The ES&S spokesperson is of course full of bluster in that Times story, noting that because the malfunctioning machines also had "voter-verified" paper backup ballots to be recounted, everything turned out fine with "fair, accurate and legal election results." Others seem similarly relieved that there was, in this case, a paper trail to fall back on—even if programming errors (we hope) did render the actual touchscreen-voting electronic devices absolutely useless for their intended purpose. In the case of the lavish and expensive ExpressVoteXL, a human-readable paper ballot is printed behind a transparent panel for the voter to verify; once approved, it is dumped into a secure bin under the machine.

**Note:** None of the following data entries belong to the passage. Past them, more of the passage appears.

/// Column list for `checklist_instances` queries.
const COLUMNS: &str = "id, model_id, subject_id, site_id, inspection_date, \
    responsible_party_id, is_finalized, finalized_at, created_at, updated_at";

/// Column list for `item_responses` queries, prefixed with `r.`.
const RESPONSE_COLUMNS: &str =
    "r.id, r.instance_id, r.item_id, r.status, r.note, r.created_at, r.updated_at";

/// Column list for `remediations` queries, prefixed with `rem.`.
const REMEDIATION_COLUMNS: &str = "rem.id, rem.response_id, rem.action_plan, \
    rem.responsible_party_id, rem.due_date, rem.resolution_status, rem.resolved_at, \
    rem.created_at, rem.updated_at";

/// Responses joined with their item definitions, prefixed with `r.`/`i.`.
const RESPONSE_ITEM_COLUMNS: &str = "r.id, r.item_id, i.ordinal, i.category, i.description, \
    i.is_mandatory, i.allows_attachment, r.status, r.note, r.updated_at";

/// Shared WHERE clause for the listing and its count.
///
/// `$1` subject, `$2` site, `$3` date from, `$4` date to, `$5` finalized only.
const LIST_FILTER: &str = "($1::BIGINT IS NULL OR ci.subject_id = $1) \
    AND ($2::BIGINT IS NULL OR ci.site_id = $2) \
    AND ($3::DATE IS NULL OR ci.inspection_date >= $3) \
    AND ($4::DATE IS NULL OR ci.inspection_date <= $4) \
    AND (NOT $5 OR ci.is_finalized)";

#[derive(Debug, FromRow)]
struct AssignedRemediation {
    id: DbId,
    responsible_party_id: DbId,
    action_plan: String,
    item_description: String,
}

/// Provides materialization, editing, finalization and queries for
/// checklist instances.
pub struct ChecklistInstanceRepo;
//! Handlers for the `/checklist-instances` resource and subject statistics.

use axum::extract::{Path, Query, State};
use axum::http::StatusCode;
use axum::response::IntoResponse;
use axum::Json;
use chrono::Utc;
use grua_core::error::CoreError;
use grua_core::types::{Date, DbId};
use grua_db::models::checklist_instance::{
    CreateChecklistInstance, InstanceFilter, MaterializeInstance, UpdateResponse,
};
use grua_db::repositories::ChecklistInstanceRepo;
use serde::Deserialize;
use validator::Validate;

use crate::error::{AppError, AppResult};
use crate::middleware::auth::AuthUser;
use crate::query::PageParams;
use crate::response::DataResponse;
use crate::state::AppState;

/// Query parameters for `GET /checklist-instances`.
#[derive(Debug, Deserialize)]
#[serde(rename_all = "camelCase")]
pub struct InstanceListQuery {
    pub subject_id: Option<DbId>,
    pub site_id: Option<DbId>,
    pub date_from: Option<Date>,
    pub date_to: Option<Date>,
    pub finalized_only: Option<bool>,
    pub page: Option<i64>,
    pub page_size: Option<i64>,
}

/// Query parameters for `GET /subjects/{id}/checklist-stats`.
#[derive(Debug, Deserialize)]
#[serde(rename_all = "camelCase")]
pub struct StatsQuery {
    /// Reference date for the "recent" window. Defaults to today (UTC).
    pub as_of: Option<Date>,
}

fn instance_not_found(id: DbId) -> AppError {
    AppError::Core(CoreError::NotFound {
        entity: "ChecklistInstance",
        id,
    })
}

/// POST /api/v1/checklist-instances
///
/// Materialize a draft from a model. The responsible party defaults to the
/// caller. Returns 201 with the instance and its unset responses.
pub async fn create_instance(
    auth: AuthUser,
    State(state): State<AppState>,
    Json(input): Json<CreateChecklistInstance>,
) -> AppResult<impl IntoResponse> {
    let materialize = MaterializeInstance {
        model_id: input.model_id,
        subject_id: input.subject_id,
        site_id: input.site_id,
        inspection_date: input.date,
        responsible_party_id: input.responsible_party_id.unwrap_or(auth.user_id),
    };

    let draft = ChecklistInstanceRepo::materialize(&state.pool, &materialize).await?;

    tracing::info!(
        instance_id = draft.instance.id,
        model_id = draft.instance.model_id,
        subject_id = draft.instance.subject_id,
        inspection_date = %draft.instance.inspection_date,
        user_id = auth.user_id,
        "Checklist instance created",
    );

    Ok((StatusCode::CREATED, Json(DataResponse { data: draft })))
}

/// GET /api/v1/checklist-instances
///
/// Filtered, paginated listing. Returns `{ data, total }`.
pub async fn list_instances(
    _auth: AuthUser,
    State(state): State<AppState>,
    Query(params): Query<InstanceListQuery>,
) -> AppResult<impl IntoResponse> {
    let (limit, offset) = PageParams {
        page: params.page,
        page_size: params.page_size,
    }
    .limit_offset();

    let filter = InstanceFilter {
        subject_id: params.subject_id,
        site_id: params.site_id,
        date_from: params.date_from,
        date_to: params.date_to,
        finalized_only: params.finalized_only.unwrap_or(false),
    };

    let page = ChecklistInstanceRepo::list(&state.pool, &filter, limit, offset).await?;
    Ok(Json(page))
}

/// GET /api/v1/checklist-instances/{id}
///
/// Instance detail with responses ordered by item ordinal.
pub async fn get_instance(
    _auth: AuthUser,
    State(state): State<AppState>,
    Path(id): Path<DbId>,
) -> AppResult<impl IntoResponse> {
    let detail = ChecklistInstanceRepo::find_detail(&state.pool, id)
        .await?
        .ok_or_else(|| instance_not_found(id))?;

    Ok(Json(DataResponse { data: detail }))
}

/// GET /api/v1/checklist-instances/{id}/violations
///
/// What would block finalization right now. Empty when ready to submit.
pub async fn get_violations(
    _auth: AuthUser,
    State(state): State<AppState>,
    Path(id): Path<DbId>,
) -> AppResult<impl IntoResponse> {
    let violations = ChecklistInstanceRepo::violations(&state.pool, id)
        .await?
        .ok_or_else(|| instance_not_found(id))?;

    Ok(Json(DataResponse { data: violations }))
}

/// PATCH /api/v1/checklist-instances/{id}/responses/{item_id}
///
/// Record a status, note and optional remediation on a draft.
pub async fn update_response(
    auth: AuthUser,
    State(state): State<AppState>,
    Path((id, item_id)): Path<(DbId, DbId)>,
    Json(input): Json<UpdateResponse>,
) -> AppResult<impl IntoResponse> {
    input.validate()?;

    let response = ChecklistInstanceRepo::update_response(&state.pool, id, item_id, &input).await?;

    tracing::debug!(
        instance_id = id,
        item_id,
        status = ?response.status,
        has_remediation = response.remediation.is_some(),
        user_id = auth.user_id,
        "Checklist response updated",
    );

    Ok(Json(DataResponse { data: response }))
}

/// POST /api/v1/checklist-instances/{id}/finalize
///
/// Submit a draft. Returns 400 with every violation if it is not ready.
pub async fn finalize(
    auth: AuthUser,
    State(state): State<AppState>,
    Path(id): Path<DbId>,
) -> AppResult<impl IntoResponse> {
    let instance = match ChecklistInstanceRepo::finalize(&state.pool, id).await {
        Ok(instance) => instance,
        Err(err) => {
            if let Some(CoreError::Violations(violations)) = err.as_core() {
                tracing::info!(
                    instance_id = id,
                    violations = violations.len(),
                    user_id = auth.user_id,
                    "Checklist finalization refused",
                );
            }
            return Err(err.into());
        }
    };

    tracing::info!(instance_id = id, user_id = auth.user_id, "Checklist finalized");
    Ok(Json(DataResponse { data: instance }))
}

/// GET /api/v1/subjects/{subject_id}/checklist-stats
///
/// Inspection logbook statistics for one crane.
pub async fn subject_stats(
    _auth: AuthUser,
    State(state): State<AppState>,
    Path(subject_id): Path<DbId>,
    Query(params): Query<StatsQuery>,
) -> AppResult<impl IntoResponse> {
    let as_of = params.as_of.unwrap_or_else(|| Utc::now().date_naive());
    let stats = ChecklistInstanceRepo::subject_stats(&state.pool, subject_id, as_of).await?;
    Ok(Json(DataResponse { data: stats }))
}
//! Authentication primitives.
//!
//! - [`jwt`] -- JWT access-token generation and validation.
//!
//! Tokens are issued by the platform's identity service; this server only
//! validates them. [`jwt::generate_access_token`] exists for tooling and tests.

pub mod jwt;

Which, assuming each and every voter checks that the paper ballot produced matches what they intended to press on the screen, is definitely better than having nothing. And is infinitely better than the absurdity of an encoded, human-unreadable paper record, a ridiculous premise that only doubles the likelihood that a machine malfunction will be made official regardless of each voter's actual intent. So ... hooray?
Pennsylvania, along with about a dozen other states, is scurrying to replace voting machines that do not generate paper trails before next year's elections; the state has been having problems with touch-screen voting for over a decade.
Again, then: We can assume with near-absolute certainty that errors similar to these have happened on machines that do not have paper backup ballots, that those errors went undetected, and that other election outcomes were thrown to a losing candidate. And none of this, absolutely none of it, even contemplates what would happen if a sophisticated state-sponsored attack on the machines inserted malware that was designed not to alter vote totals, but simply to impede and delay voting in some counties and districts but not others.
Which, going into a second national election in which a hostile foreign power is barely attempting to hide efforts to sabotage American democracy for the sake of doing so, seems a bit of a concern.